Filter the data for lines with the word "matches", then copy every line so identified.
------ Records to process
//! Tests for messaging between hosts
//!
//! These tests verify:
//! - Connection handshake events on both sides
//! - Reliable delivery on a chosen channel, in order, under loss
//! - Broadcast and serde-encoded payloads
//! - Disconnect flavours and stale peer handles
//!
//! All hosts run on an in-process memory network.

#[path = "../common/mod.rs"]
mod common;

use std::thread;
use std::time::Duration;

use nethost::transport::MAX_PACKET_SIZE;
use nethost::{
    runtime, DeliveryMode, EventKind, HostConfig, HostError, MemoryNetwork, PeerState,
};
use serde::{Deserialize, Serialize};

use common::*;

fn channels(count: usize) -> HostConfig {
    HostConfig::builder().max_channels(count).build()
}

// =============================================================================
// Connection Tests
// =============================================================================

#[test]
fn test_connect_produces_events_on_both_hosts() {
    init();
    let network = MemoryNetwork::new();
    let server = bound_memory_host(&network, HostConfig::default());
    let client = bound_memory_host(&network, HostConfig::default());

    let before = runtime::ticks_msec();
    let to_server = client.connect(&address_of(&server), 1234).unwrap();

    let on_client = wait_for_kind(&client, EventKind::Connect);
    let on_server = wait_for_kind(&server, EventKind::Connect);

    assert_eq!(on_client.peer().id(), to_server.id());
    assert_eq!(on_client.data(), Some(1234));
    assert_eq!(on_server.data(), Some(1234));
    assert!(on_client.time() >= before);
    assert!(on_server.time() >= before);

    let info = to_server.info().unwrap();
    assert_eq!(info.state, PeerState::Connected);
    assert_eq!(info.address, Some(server.local_addr().unwrap()));

    let client_addr = client.local_addr().unwrap();
    assert_eq!(on_server.peer().address().unwrap(), Some(client_addr));
}

#[test]
fn test_channel_count_is_negotiated_down() {
    init();
    let network = MemoryNetwork::new();
    let server = bound_memory_host(&network, channels(2));
    let client = bound_memory_host(&network, channels(4));

    let (to_server, to_client) = connect_pair(&client, &server, 0);
    assert_eq!(to_server.info().unwrap().channel_count, 2);
    assert_eq!(to_client.info().unwrap().channel_count, 2);
}

// =============================================================================
// Delivery Tests
// =============================================================================

#[test]
fn test_reliable_send_on_channel_two() {
    init();
    let network = MemoryNetwork::new();
    let server = bound_memory_host(&network, channels(3));
    let client = bound_memory_host(&network, channels(3));
    let (to_server, _) = connect_pair(&client, &server, 0);

    let payload = b"0123456789".to_vec();
    client
        .send_to(&to_server, payload.clone(), 2, DeliveryMode::Reliable)
        .unwrap();

    let received = collect_receives(&server, 1);
    assert_eq!(received.len(), 1);
    assert_eq!(received[0].channel_id(), Some(2));
    assert_eq!(received[0].payload(), payload.as_slice());

    // Exactly one
    assert!(wait_for(&server, Duration::from_millis(200), |e| e.kind() == EventKind::Receive).is_none());
}

#[test]
fn test_send_before_handshake_is_delivered() {
    init();
    let network = MemoryNetwork::new();
    let server = bound_memory_host(&network, HostConfig::default());
    let client = bound_memory_host(&network, HostConfig::default());

    let to_server = client.connect(&address_of(&server), 0).unwrap();
    to_server.send(&b"early"[..], 0, DeliveryMode::Reliable).unwrap();

    let received = collect_receives(&server, 1);
    assert_eq!(received.len(), 1);
    assert_eq!(received[0].payload(), b"early");
}

#[test]
fn test_reliable_order_survives_loss() {
    init();
    let network = MemoryNetwork::new();
    let server = bound_memory_host(&network, HostConfig::default());
    let client = bound_memory_host(&network, HostConfig::default());
    let (to_server, _) = connect_pair(&client, &server, 0);

    network.set_drop_every(3);
    for i in 0u32..40 {
        to_server
            .send(i.to_be_bytes().to_vec(), 0, DeliveryMode::Reliable)
            .unwrap();
    }

    let received = collect_receives(&server, 40);
    let order: Vec<u32> = received
        .iter()
        .map(|e| u32::from_be_bytes(e.payload().try_into().unwrap()))
        .collect();
    assert_eq!(order, (0..40).collect::<Vec<_>>());
}

#[test]
fn test_broadcast_reaches_every_peer() {
    init();
    let network = MemoryNetwork::new();
    let server = bound_memory_host(&network, HostConfig::default());
    let first = bound_memory_host(&network, HostConfig::default());
    let second = bound_memory_host(&network, HostConfig::default());
    connect_pair(&first, &server, 0);
    connect_pair(&second, &server, 0);

    server
        .broadcast(&b"to all"[..], 0, DeliveryMode::Reliable)
        .unwrap();

    for client in [&first, &second] {
        let received = collect_receives(client, 1);
        assert_eq!(received.len(), 1);
        assert_eq!(received[0].payload(), b"to all");
    }
}

#[test]
fn test_channel_beyond_config_is_rejected() {
    init();
    let network = MemoryNetwork::new();
    let server = bound_memory_host(&network, HostConfig::default());
    let client = bound_memory_host(&network, channels(2));
    let (to_server, _) = connect_pair(&client, &server, 0);

    let result = to_server.send(&b"bad channel"[..], 7, DeliveryMode::Reliable);
    assert!(matches!(
        result,
        Err(HostError::InvalidChannel { channel: 7, limit: 2 })
    ));

    let result = client.send_to(&to_server, &b"bad channel"[..], 2, DeliveryMode::Reliable);
    assert!(matches!(
        result,
        Err(HostError::InvalidChannel { channel: 2, limit: 2 })
    ));

    let result = server.broadcast(&b"bad channel"[..], 1, DeliveryMode::Reliable);
    assert!(matches!(
        result,
        Err(HostError::InvalidChannel { channel: 1, limit: 1 })
    ));
}

#[test]
fn test_oversized_and_misrouted_messages_are_dropped() {
    init();
    let network = MemoryNetwork::new();
    let server = bound_memory_host(&network, channels(2));
    let client = bound_memory_host(&network, channels(4));
    let (to_server, _) = connect_pair(&client, &server, 0);

    to_server
        .send(vec![0u8; MAX_PACKET_SIZE + 1], 0, DeliveryMode::Reliable)
        .unwrap();
    // Within the client's config, beyond the negotiated count
    to_server.send(&b"bad channel"[..], 3, DeliveryMode::Reliable).unwrap();
    to_server.send(&b"fine"[..], 0, DeliveryMode::Reliable).unwrap();

    let received = collect_receives(&server, 1);
    assert_eq!(received.len(), 1);
    assert_eq!(received[0].payload(), b"fine");
}

// =============================================================================
// Serialized Payload Tests
// =============================================================================

#[derive(Debug, PartialEq, Serialize, Deserialize)]
struct PlayerState {
    id: u32,
    name: String,
    position: (f32, f32),
}

#[test]
fn test_broadcast_var_round_trip() {
    init();
    let network = MemoryNetwork::new();
    let server = bound_memory_host(&network, HostConfig::default());
    let client = bound_memory_host(&network, HostConfig::default());
    connect_pair(&client, &server, 0);

    let state = PlayerState {
        id: 7,
        name: "ada".to_string(),
        position: (1.5, -2.0),
    };
    server
        .broadcast_var(&state, 0, DeliveryMode::Reliable)
        .unwrap();

    let received = collect_receives(&client, 1);
    assert_eq!(received[0].decode::<PlayerState>().unwrap(), state);
}

#[test]
fn test_send_var_round_trip() {
    init();
    let network = MemoryNetwork::new();
    let server = bound_memory_host(&network, HostConfig::default());
    let client = bound_memory_host(&network, HostConfig::default());
    let (to_server, _) = connect_pair(&client, &server, 0);

    to_server
        .send_var(&vec![1u64, 2, 3], 0, DeliveryMode::Reliable)
        .unwrap();

    let received = collect_receives(&server, 1);
    assert_eq!(received[0].decode::<Vec<u64>>().unwrap(), vec![1, 2, 3]);
}

#[test]
fn test_empty_encoding_is_rejected() {
    init();
    let network = MemoryNetwork::new();
    let host = bound_memory_host(&network, HostConfig::default());

    let result = host.broadcast_var(&(), 0, DeliveryMode::Reliable);
    assert!(matches!(result, Err(HostError::Encode(_))));
}

// =============================================================================
// Peer Handle Tests
// =============================================================================

#[test]
fn test_send_to_foreign_peer() {
    init();
    let network = MemoryNetwork::new();
    let a = bound_memory_host(&network, HostConfig::default());
    let b = bound_memory_host(&network, HostConfig::default());

    let peer_of_b = b.get_peer(0).unwrap();
    let result = a.send_to(&peer_of_b, &b"x"[..], 0, DeliveryMode::Reliable);
    assert!(matches!(result, Err(HostError::ForeignPeer)));
}

#[test]
fn test_disconnect_makes_handle_stale() {
    init();
    let network = MemoryNetwork::new();
    let server = bound_memory_host(&network, HostConfig::default());
    let client = bound_memory_host(&network, HostConfig::default());
    let (to_server, _) = connect_pair(&client, &server, 0);

    to_server.disconnect(99).unwrap();

    let local = wait_for_kind(&client, EventKind::Disconnect);
    assert_eq!(local.data(), Some(99));
    let remote = wait_for_kind(&server, EventKind::Disconnect);
    assert_eq!(remote.data(), Some(99));

    assert!(matches!(to_server.info(), Err(HostError::StalePeer { .. })));
    assert!(matches!(to_server.disconnect(0), Err(HostError::StalePeer { .. })));

    // A fresh handle for the same slot sees the reset connection
    let fresh = client.get_peer(to_server.id()).unwrap();
    assert_ne!(fresh.generation(), to_server.generation());
    assert_eq!(fresh.state().unwrap(), PeerState::Disconnected);
}

#[test]
fn test_disconnect_now_skips_local_event() {
    init();
    let network = MemoryNetwork::new();
    let server = bound_memory_host(&network, HostConfig::default());
    let client = bound_memory_host(&network, HostConfig::default());
    let (to_server, _) = connect_pair(&client, &server, 0);

    to_server.disconnect_now(5).unwrap();

    let remote = wait_for_kind(&server, EventKind::Disconnect);
    assert_eq!(remote.data(), Some(5));
    assert!(wait_for(&client, Duration::from_millis(100), |e| e.kind() == EventKind::Disconnect).is_none());
}

#[test]
fn test_reset_is_silent() {
    init();
    let network = MemoryNetwork::new();
    let server = bound_memory_host(&network, HostConfig::default());
    let client = bound_memory_host(&network, HostConfig::default());
    let (to_server, _) = connect_pair(&client, &server, 0);

    to_server.reset().unwrap();
    thread::sleep(Duration::from_millis(100));

    assert!(wait_for(&client, Duration::from_millis(50), |_| true).is_none());
    assert!(wait_for(&server, Duration::from_millis(50), |e| e.kind() == EventKind::Disconnect).is_none());
    assert!(matches!(to_server.state(), Err(HostError::StalePeer { .. })));
}

#[test]
fn test_event_payloads_are_independent_copies() {
    init();
    let network = MemoryNetwork::new();
    let server = bound_memory_host(&network, HostConfig::default());
    let client = bound_memory_host(&network, HostConfig::default());
    let (to_server, _) = connect_pair(&client, &server, 0);

    to_server.send(&b"first"[..], 0, DeliveryMode::Reliable).unwrap();
    to_server.send(&b"second"[..], 0, DeliveryMode::Reliable).unwrap();

    let received = collect_receives(&server, 2);
    let first = received[0].clone().into_payload();
    drop(received[1].clone());

    assert_eq!(&first[..], b"first");
    assert_eq!(received[1].payload(), b"second");
}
------------
Exercise solution:
    assert!(matches!(
    assert!(matches!(
    assert!(matches!(
    assert!(matches!(result, Err(HostError::Encode(_))));
    assert!(matches!(result, Err(HostError::ForeignPeer)));
    assert!(matches!(to_server.info(), Err(HostError::StalePeer { .. })));
    assert!(matches!(to_server.disconnect(0), Err(HostError::StalePeer { .. })));
    assert!(matches!(to_server.state(), Err(HostError::StalePeer { .. })));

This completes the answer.